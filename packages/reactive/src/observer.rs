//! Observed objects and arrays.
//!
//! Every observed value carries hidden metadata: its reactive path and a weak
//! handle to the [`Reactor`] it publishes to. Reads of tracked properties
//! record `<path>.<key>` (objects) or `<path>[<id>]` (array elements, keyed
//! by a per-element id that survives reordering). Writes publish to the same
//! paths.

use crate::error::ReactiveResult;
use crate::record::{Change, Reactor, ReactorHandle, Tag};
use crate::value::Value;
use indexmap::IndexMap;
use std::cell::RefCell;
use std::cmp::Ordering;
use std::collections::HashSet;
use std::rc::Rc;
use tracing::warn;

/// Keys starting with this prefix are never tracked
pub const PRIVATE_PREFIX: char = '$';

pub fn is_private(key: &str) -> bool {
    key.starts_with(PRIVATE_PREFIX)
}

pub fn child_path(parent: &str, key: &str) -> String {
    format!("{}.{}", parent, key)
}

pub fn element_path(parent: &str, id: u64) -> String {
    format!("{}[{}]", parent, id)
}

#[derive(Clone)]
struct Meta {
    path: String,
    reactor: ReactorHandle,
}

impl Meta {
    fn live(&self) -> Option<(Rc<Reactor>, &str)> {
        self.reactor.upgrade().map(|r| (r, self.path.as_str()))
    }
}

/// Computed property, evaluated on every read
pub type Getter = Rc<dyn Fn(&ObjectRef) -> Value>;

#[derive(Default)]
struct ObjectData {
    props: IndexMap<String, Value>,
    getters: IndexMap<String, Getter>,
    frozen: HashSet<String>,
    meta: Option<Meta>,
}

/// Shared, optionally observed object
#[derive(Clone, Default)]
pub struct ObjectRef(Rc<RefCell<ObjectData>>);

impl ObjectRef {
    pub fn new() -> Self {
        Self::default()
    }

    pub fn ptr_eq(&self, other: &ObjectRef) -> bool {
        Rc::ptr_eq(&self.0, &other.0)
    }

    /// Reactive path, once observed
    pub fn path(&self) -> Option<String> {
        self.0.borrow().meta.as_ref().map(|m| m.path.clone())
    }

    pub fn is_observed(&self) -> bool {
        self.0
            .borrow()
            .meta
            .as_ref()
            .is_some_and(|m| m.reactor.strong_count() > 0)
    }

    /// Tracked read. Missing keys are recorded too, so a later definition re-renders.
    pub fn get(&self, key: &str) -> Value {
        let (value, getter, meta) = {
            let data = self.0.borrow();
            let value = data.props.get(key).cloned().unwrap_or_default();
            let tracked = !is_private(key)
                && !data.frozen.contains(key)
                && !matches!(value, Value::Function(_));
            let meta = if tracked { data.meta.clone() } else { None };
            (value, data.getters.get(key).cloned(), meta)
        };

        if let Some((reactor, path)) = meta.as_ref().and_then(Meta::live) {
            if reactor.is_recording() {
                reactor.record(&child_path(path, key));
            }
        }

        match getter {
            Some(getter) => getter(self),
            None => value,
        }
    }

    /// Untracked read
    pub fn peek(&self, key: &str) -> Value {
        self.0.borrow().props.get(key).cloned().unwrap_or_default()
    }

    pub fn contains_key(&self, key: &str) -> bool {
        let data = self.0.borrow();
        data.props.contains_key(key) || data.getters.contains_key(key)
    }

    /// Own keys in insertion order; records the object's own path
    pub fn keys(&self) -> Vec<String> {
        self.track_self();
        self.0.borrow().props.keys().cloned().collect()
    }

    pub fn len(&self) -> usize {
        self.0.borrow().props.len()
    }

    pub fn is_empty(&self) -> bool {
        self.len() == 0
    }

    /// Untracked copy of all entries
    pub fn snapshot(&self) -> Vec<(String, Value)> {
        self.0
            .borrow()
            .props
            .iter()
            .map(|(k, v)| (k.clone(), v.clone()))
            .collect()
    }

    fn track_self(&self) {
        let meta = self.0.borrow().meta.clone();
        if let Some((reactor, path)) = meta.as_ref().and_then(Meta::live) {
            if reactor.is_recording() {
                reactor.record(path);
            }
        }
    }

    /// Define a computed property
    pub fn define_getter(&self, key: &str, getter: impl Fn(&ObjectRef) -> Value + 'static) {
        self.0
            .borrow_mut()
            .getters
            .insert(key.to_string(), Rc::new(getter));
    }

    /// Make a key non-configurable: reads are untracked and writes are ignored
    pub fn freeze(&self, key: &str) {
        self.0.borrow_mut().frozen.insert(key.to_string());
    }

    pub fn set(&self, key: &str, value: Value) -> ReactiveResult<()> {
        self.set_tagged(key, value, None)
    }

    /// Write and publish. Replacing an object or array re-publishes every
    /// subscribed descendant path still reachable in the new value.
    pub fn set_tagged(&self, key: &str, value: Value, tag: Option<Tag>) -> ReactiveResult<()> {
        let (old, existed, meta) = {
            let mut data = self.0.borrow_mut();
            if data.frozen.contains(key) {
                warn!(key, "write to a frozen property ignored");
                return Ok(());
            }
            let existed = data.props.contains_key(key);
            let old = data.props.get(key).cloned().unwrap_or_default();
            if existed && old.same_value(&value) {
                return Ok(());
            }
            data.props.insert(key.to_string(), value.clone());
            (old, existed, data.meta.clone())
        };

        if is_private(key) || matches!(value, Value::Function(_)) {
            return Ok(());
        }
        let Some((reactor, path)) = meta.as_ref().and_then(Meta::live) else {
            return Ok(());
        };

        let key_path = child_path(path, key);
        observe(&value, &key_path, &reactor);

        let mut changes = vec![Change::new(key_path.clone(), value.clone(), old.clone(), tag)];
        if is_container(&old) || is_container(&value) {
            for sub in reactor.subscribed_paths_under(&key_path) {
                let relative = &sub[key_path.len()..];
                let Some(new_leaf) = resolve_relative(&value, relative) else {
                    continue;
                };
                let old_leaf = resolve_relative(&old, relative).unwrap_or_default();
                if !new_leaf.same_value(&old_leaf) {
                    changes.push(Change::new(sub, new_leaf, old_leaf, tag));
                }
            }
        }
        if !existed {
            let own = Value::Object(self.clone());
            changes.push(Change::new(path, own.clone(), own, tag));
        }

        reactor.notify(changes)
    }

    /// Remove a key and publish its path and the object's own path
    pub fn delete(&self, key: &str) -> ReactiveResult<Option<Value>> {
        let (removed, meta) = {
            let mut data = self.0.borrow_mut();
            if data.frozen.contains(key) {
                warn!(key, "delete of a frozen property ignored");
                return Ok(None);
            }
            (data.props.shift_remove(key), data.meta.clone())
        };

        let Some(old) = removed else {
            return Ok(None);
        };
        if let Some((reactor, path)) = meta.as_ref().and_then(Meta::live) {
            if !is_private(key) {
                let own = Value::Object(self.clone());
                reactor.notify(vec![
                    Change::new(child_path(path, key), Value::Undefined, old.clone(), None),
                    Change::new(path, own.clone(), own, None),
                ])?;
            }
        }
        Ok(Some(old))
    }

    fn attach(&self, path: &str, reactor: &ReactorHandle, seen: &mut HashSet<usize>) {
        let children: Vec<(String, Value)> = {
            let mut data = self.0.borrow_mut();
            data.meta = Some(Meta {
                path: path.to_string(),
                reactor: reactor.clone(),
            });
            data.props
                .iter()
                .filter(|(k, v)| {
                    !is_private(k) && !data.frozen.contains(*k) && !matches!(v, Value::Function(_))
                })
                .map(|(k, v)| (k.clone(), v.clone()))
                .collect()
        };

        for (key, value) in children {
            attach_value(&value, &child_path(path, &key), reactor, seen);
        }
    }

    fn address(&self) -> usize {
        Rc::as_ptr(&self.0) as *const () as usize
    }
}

What the exercise asks:
The answer must be a single number: how many lines in the listing above include the word "RefCell".

Exercise result:
2